▶ [What is required] Please find the number of lines in the material below where the string "IgnoreReason" occurs, and give only that number.

═══ Records to process

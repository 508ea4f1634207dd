//! Learning-set generation.
//!
//! A learning set is the summary, quiz, and flashcard deck generated for one
//! topic and grade. The three generation calls run concurrently; each
//! structured response is parsed independently and degrades to a fixed
//! fallback when it cannot be read.

use std::sync::Arc;

use heritagepal_genai::TextGenerator;
use heritagepal_store::Topic;
use once_cell::sync::Lazy;
use regex::Regex;
use serde::de::DeserializeOwned;
use serde::{Deserialize, Serialize};
use tracing::{debug, info, warn};

use crate::error::{HeritageError, Result};
use crate::prompt::{self, Difficulty, DEFAULT_FLASHCARDS, DEFAULT_QUIZ_QUESTIONS, MAX_SOURCE_CHARS};

/// Summary text used when the service returns nothing.
pub const SUMMARY_UNAVAILABLE: &str =
    "Summary generation is currently unavailable. Please try again later.";

/// Source label stored on generated content.
pub const AI_GENERATED_SOURCE: &str = "AI-Generated";

static CODE_FENCE: Lazy<Option<Regex>> =
    Lazy::new(|| Regex::new(r"(?s)^```[A-Za-z]*\s*(.*?)\s*```$").ok());

// ============================================================================
// Parsed items
// ============================================================================

/// A multiple-choice question.
#[derive(Debug, Clone, PartialEq, Eq, Serialize, Deserialize)]
pub struct QuizQuestion {
    /// The question.
    #[serde(alias = "question")]
    pub question_text: String,
    /// Answer options, normally four.
    pub options: Vec<String>,
    /// Index of the correct option.
    pub correct_answer: usize,
    /// Why the answer is correct.
    #[serde(default, skip_serializing_if = "Option::is_none")]
    pub explanation: Option<String>,
    /// Topic label.
    #[serde(default)]
    pub topic: String,
    /// Difficulty label.
    #[serde(default)]
    pub difficulty: String,
}

impl QuizQuestion {
    /// Returns `true` if the question has text and its answer indexes an option.
    #[must_use]
    pub fn is_valid(&self) -> bool {
        !self.question_text.trim().is_empty()
            && self.options.len() >= 2
            && self.correct_answer < self.options.len()
    }
}

/// A study card.
#[derive(Debug, Clone, PartialEq, Eq, Serialize, Deserialize)]
pub struct Flashcard {
    /// Front of the card.
    #[serde(alias = "front")]
    pub term: String,
    /// Back of the card.
    #[serde(alias = "back")]
    pub definition: String,
    /// Illustrative example.
    #[serde(default, skip_serializing_if = "Option::is_none")]
    pub example: Option<String>,
    /// Topic label.
    #[serde(default)]
    pub topic: String,
    /// Grade level.
    #[serde(default, skip_serializing_if = "Option::is_none")]
    pub grade: Option<u8>,
}

impl Flashcard {
    fn is_valid(&self) -> bool {
        !self.term.trim().is_empty() && !self.definition.trim().is_empty()
    }
}

/// Outcome of reading a structured generation response.
#[derive(Debug, Clone, PartialEq, Eq)]
pub enum Parsed<T> {
    /// The response was read successfully.
    Generated(T),
    /// The response could not be used; `value` is the fixed fallback.
    Fallback {
        /// Fallback content.
        value: T,
        /// Why the response was rejected.
        reason: String,
    },
}

impl<T> Parsed<T> {
    /// Returns the content, generated or fallback.
    pub fn into_inner(self) -> T {
        match self {
            Self::Generated(value) | Self::Fallback { value, .. } => value,
        }
    }

    /// Returns `true` if the fallback was used.
    pub const fn is_fallback(&self) -> bool {
        matches!(self, Self::Fallback { .. })
    }
}

/// Removes a surrounding Markdown code fence, if any.
fn strip_code_fence(raw: &str) -> &str {
    let trimmed = raw.trim();
    CODE_FENCE
        .as_ref()
        .and_then(|re| re.captures(trimmed))
        .and_then(|caps| caps.get(1))
        .map_or(trimmed, |m| m.as_str())
}

fn parse_items<T, V>(raw: &str, what: &str, valid: V, fallback: fn() -> Vec<T>) -> Parsed<Vec<T>>
where
    T: DeserializeOwned,
    V: Fn(&T) -> bool,
{
    let body = strip_code_fence(raw);
    if body.is_empty() {
        return Parsed::Fallback {
            value: fallback(),
            reason: "empty response".to_string(),
        };
    }

    let reason = match serde_json::from_str::<Vec<T>>(body) {
        Ok(items) if items.is_empty() => format!("no {what} in response"),
        Ok(items) => match items.iter().position(|item| !valid(item)) {
            None => return Parsed::Generated(items),
            Some(idx) => format!("{what} {} is malformed", idx + 1),
        },
        Err(e) => format!("invalid JSON: {e}"),
    };

    Parsed::Fallback {
        value: fallback(),
        reason,
    }
}

/// Reads a quiz question array from a generation response.
#[must_use]
pub fn parse_quiz_questions(raw: &str) -> Parsed<Vec<QuizQuestion>> {
    parse_items(raw, "question", QuizQuestion::is_valid, fallback_quiz)
}

/// Reads a flashcard array from a generation response.
#[must_use]
pub fn parse_flashcards(raw: &str) -> Parsed<Vec<Flashcard>> {
    parse_items(raw, "flashcard", Flashcard::is_valid, fallback_flashcards)
}

/// The fixed two-question quiz used when generation output is unusable.
#[must_use]
pub fn fallback_quiz() -> Vec<QuizQuestion> {
    let question = |text: &str, options: [&str; 4], answer, difficulty: &str| QuizQuestion {
        question_text: text.to_string(),
        options: options.iter().map(ToString::to_string).collect(),
        correct_answer: answer,
        explanation: None,
        topic: "Geography".to_string(),
        difficulty: difficulty.to_string(),
    };
    vec![
        question(
            "What is the capital city of Guyana?",
            ["Georgetown", "Linden", "New Amsterdam", "Bartica"],
            0,
            "easy",
        ),
        question(
            "Which of these countries does NOT border Guyana?",
            ["Brazil", "Venezuela", "Suriname", "Colombia"],
            3,
            "medium",
        ),
    ]
}

/// The fixed three-card deck used when generation output is unusable.
#[must_use]
pub fn fallback_flashcards() -> Vec<Flashcard> {
    let card = |term: &str, definition: &str, topic: &str| Flashcard {
        term: term.to_string(),
        definition: definition.to_string(),
        example: None,
        topic: topic.to_string(),
        grade: None,
    };
    vec![
        card("What is the capital of Guyana?", "Georgetown", "Geography"),
        card(
            "What are the colors of the Guyanese flag?",
            "Green, yellow, red, black, and white",
            "National Symbols",
        ),
        card(
            "What is the largest river in Guyana?",
            "The Essequibo River",
            "Geography",
        ),
    ]
}

// ============================================================================
// Learning set
// ============================================================================

/// Generated summary, shaped like an `educational_content` row.
#[derive(Debug, Clone, PartialEq, Eq, Serialize)]
pub struct GeneratedContent {
    /// "<topic> - Summary".
    pub title: String,
    /// Short description.
    pub description: String,
    /// Source topic.
    pub topic_id: String,
    /// Grade level.
    pub grade: u8,
    /// Always "AI-Generated".
    pub source: String,
    /// Source text, at most 1000 characters.
    pub raw_content: String,
    /// Generated summary.
    pub processed_content: String,
}

/// Generated quiz, shaped like a `quizzes` row.
#[derive(Debug, Clone, PartialEq, Eq, Serialize)]
pub struct GeneratedQuiz {
    /// "<topic> - Quiz".
    pub title: String,
    /// Short description.
    pub description: String,
    /// Source topic.
    pub topic_id: String,
    /// Grade level.
    pub grade: u8,
    /// Difficulty requested.
    pub difficulty: Difficulty,
    /// Questions, generated or fallback.
    pub questions: Vec<QuizQuestion>,
}

/// Generated flashcard deck, shaped like a `flashcard_sets` row.
#[derive(Debug, Clone, PartialEq, Eq, Serialize)]
pub struct GeneratedFlashcardSet {
    /// "<topic> - Flashcards".
    pub title: String,
    /// Short description.
    pub description: String,
    /// Source topic.
    pub topic_id: String,
    /// Grade level.
    pub grade: u8,
    /// Cards, generated or fallback.
    pub flashcards: Vec<Flashcard>,
}

/// Summary, quiz, and flashcards generated for one topic and grade.
#[derive(Debug, Clone, PartialEq, Eq, Serialize)]
pub struct LearningSet {
    /// The summary.
    pub educational_content: GeneratedContent,
    /// The quiz.
    pub quiz: GeneratedQuiz,
    /// The flashcard deck.
    pub flashcard_set: GeneratedFlashcardSet,
}

/// Produces learning sets and standalone quizzes/decks from a [`TextGenerator`].
#[derive(Clone)]
pub struct LearningSetGenerator {
    generator: Arc<dyn TextGenerator>,
}

impl std::fmt::Debug for LearningSetGenerator {
    fn fmt(&self, f: &mut std::fmt::Formatter<'_>) -> std::fmt::Result {
        f.debug_struct("LearningSetGenerator").finish_non_exhaustive()
    }
}

impl LearningSetGenerator {
    /// Creates a generator backed by `generator`.
    #[must_use]
    pub fn new(generator: Arc<dyn TextGenerator>) -> Self {
        Self { generator }
    }

    /// Generates a learning set for `topic` at `grade`.
    ///
    /// The grade must already be validated. Unusable quiz or flashcard
    /// output is replaced by the fixed fallbacks.
    ///
    /// # Errors
    ///
    /// Returns `HeritageError::GenerationFailed` if any of the three service
    /// calls fails.
    pub async fn generate(&self, topic: &Topic, grade: u8) -> Result<LearningSet> {
        let title = topic.title.as_str();
        let source = prompt::truncate_chars(topic.content_text(), MAX_SOURCE_CHARS);
        let difficulty = Difficulty::default();

        let summary_prompt = prompt::summary_prompt(title, grade, source);
        let quiz_prompt =
            prompt::quiz_prompt(title, grade, difficulty, source, DEFAULT_QUIZ_QUESTIONS);
        let cards_prompt = prompt::flashcards_prompt(title, grade, source, DEFAULT_FLASHCARDS);

        info!(topic_id = %topic.id, grade, "Generating learning set");
        let (summary, quiz_raw, cards_raw) = futures::try_join!(
            self.generator.generate(&summary_prompt),
            self.generator.generate(&quiz_prompt),
            self.generator.generate(&cards_prompt),
        )
        .map_err(|e| {
            warn!(topic_id = %topic.id, error = %e, "Learning set generation failed");
            HeritageError::GenerationFailed(e)
        })?;

        let summary = summary.trim();
        let processed_content = if summary.is_empty() {
            warn!(topic_id = %topic.id, "Empty summary, using placeholder");
            SUMMARY_UNAVAILABLE.to_string()
        } else {
            summary.to_string()
        };

        let questions = log_fallback(parse_quiz_questions(&quiz_raw), &topic.id, "quiz");
        let flashcards = log_fallback(parse_flashcards(&cards_raw), &topic.id, "flashcards");

        Ok(LearningSet {
            educational_content: GeneratedContent {
                title: format!("{title} - Summary"),
                description: format!("A summary of {title} for grade {grade}"),
                topic_id: topic.id.clone(),
                grade,
                source: AI_GENERATED_SOURCE.to_string(),
                raw_content: source.to_string(),
                processed_content,
            },
            quiz: GeneratedQuiz {
                title: format!("{title} - Quiz"),
                description: format!("A quiz about {title} for grade {grade}"),
                topic_id: topic.id.clone(),
                grade,
                difficulty,
                questions,
            },
            flashcard_set: GeneratedFlashcardSet {
                title: format!("{title} - Flashcards"),
                description: format!("Flashcards for learning {title} concepts"),
                topic_id: topic.id.clone(),
                grade,
                flashcards,
            },
        })
    }

    /// Runs a question prompt; service failures also yield the fallback quiz.
    pub async fn questions_or_fallback(&self, prompt: &str) -> Parsed<Vec<QuizQuestion>> {
        match self.generator.generate(prompt).await {
            Ok(raw) => parse_quiz_questions(&raw),
            Err(e) => Parsed::Fallback {
                value: fallback_quiz(),
                reason: e.to_string(),
            },
        }
    }

    /// Runs a flashcard prompt; service failures also yield the fallback deck.
    pub async fn flashcards_or_fallback(&self, prompt: &str) -> Parsed<Vec<Flashcard>> {
        match self.generator.generate(prompt).await {
            Ok(raw) => parse_flashcards(&raw),
            Err(e) => Parsed::Fallback {
                value: fallback_flashcards(),
                reason: e.to_string(),
            },
        }
    }

    /// Runs a free-text prompt.
    ///
    /// # Errors
    ///
    /// Returns `HeritageError::GenerationFailed` if the service call fails.
    pub async fn text(&self, prompt: &str) -> Result<String> {
        self.generator
            .generate(prompt)
            .await
            .map_err(HeritageError::GenerationFailed)
    }
}

fn log_fallback<T>(parsed: Parsed<T>, topic_id: &str, what: &str) -> T {
    match parsed {
        Parsed::Generated(value) => {
            debug!(topic_id, what, "Parsed generated output");
            value
        }
        Parsed::Fallback { value, reason } => {
            warn!(topic_id, what, reason = %reason, "Unusable generated output, using fallback");
            value
        }
    }
}
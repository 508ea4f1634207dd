//! HeritagePAL Server
//!
//! Learning-set generation and persistence, quiz scoring, and the HTTP API.

pub mod api;
pub mod auth;
pub mod config;
pub mod error;
pub mod learning;
pub mod persistence;
pub mod prompt;
pub mod scoring;

pub use api::{create_router, ApiError, AppState, ErrorResponse};
pub use config::{Config, Environment, GeminiSettings, SupabaseSettings, PLACEHOLDER_GEMINI_KEY};
pub use error::{Artifact, HeritageError, Result};
pub use learning::{
    fallback_flashcards, fallback_quiz, parse_flashcards, parse_quiz_questions, Flashcard,
    LearningSet, LearningSetGenerator, Parsed, QuizQuestion, SUMMARY_UNAVAILABLE,
};
pub use persistence::{PersistenceCoordinator, SavedLearningSession};
pub use prompt::{Difficulty, DEFAULT_FLASHCARDS, DEFAULT_QUIZ_QUESTIONS};
pub use scoring::{score_answers, QuestionResult, QuizScore};
use std::fmt;
use strum_macros::Display;

/// Why an operation left the vehicle untouched.
#[derive(Debug, PartialEq, Eq, Clone, Copy, Display)]
pub enum IgnoreReason {
    /// The tank is empty.
    NoFuel,
    /// The operation needs a running engine.
    EngineOff,
    /// Driving off requires a standing vehicle.
    AlreadyMoving,
    /// Negative, NaN or infinite amount or delta.
    InvalidMagnitude,
}

/// Result tag of the most recent vehicle operation.
#[derive(Debug, PartialEq, Eq, Clone, Copy)]
pub enum Outcome {
    Applied,
    Ignored(IgnoreReason),
}

impl Outcome {
    pub fn is_applied(self) -> bool { matches!(self, Outcome::Applied) }
}

impl fmt::Display for Outcome {
    fn fmt(&self, f: &mut fmt::Formatter<'_>) -> fmt::Result {
        match self {
            Outcome::Applied => write!(f, "Applied"),
            Outcome::Ignored(reason) => write!(f, "Ignored({reason})"),
        }
    }
}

══════

▶ [Completed exercise] 2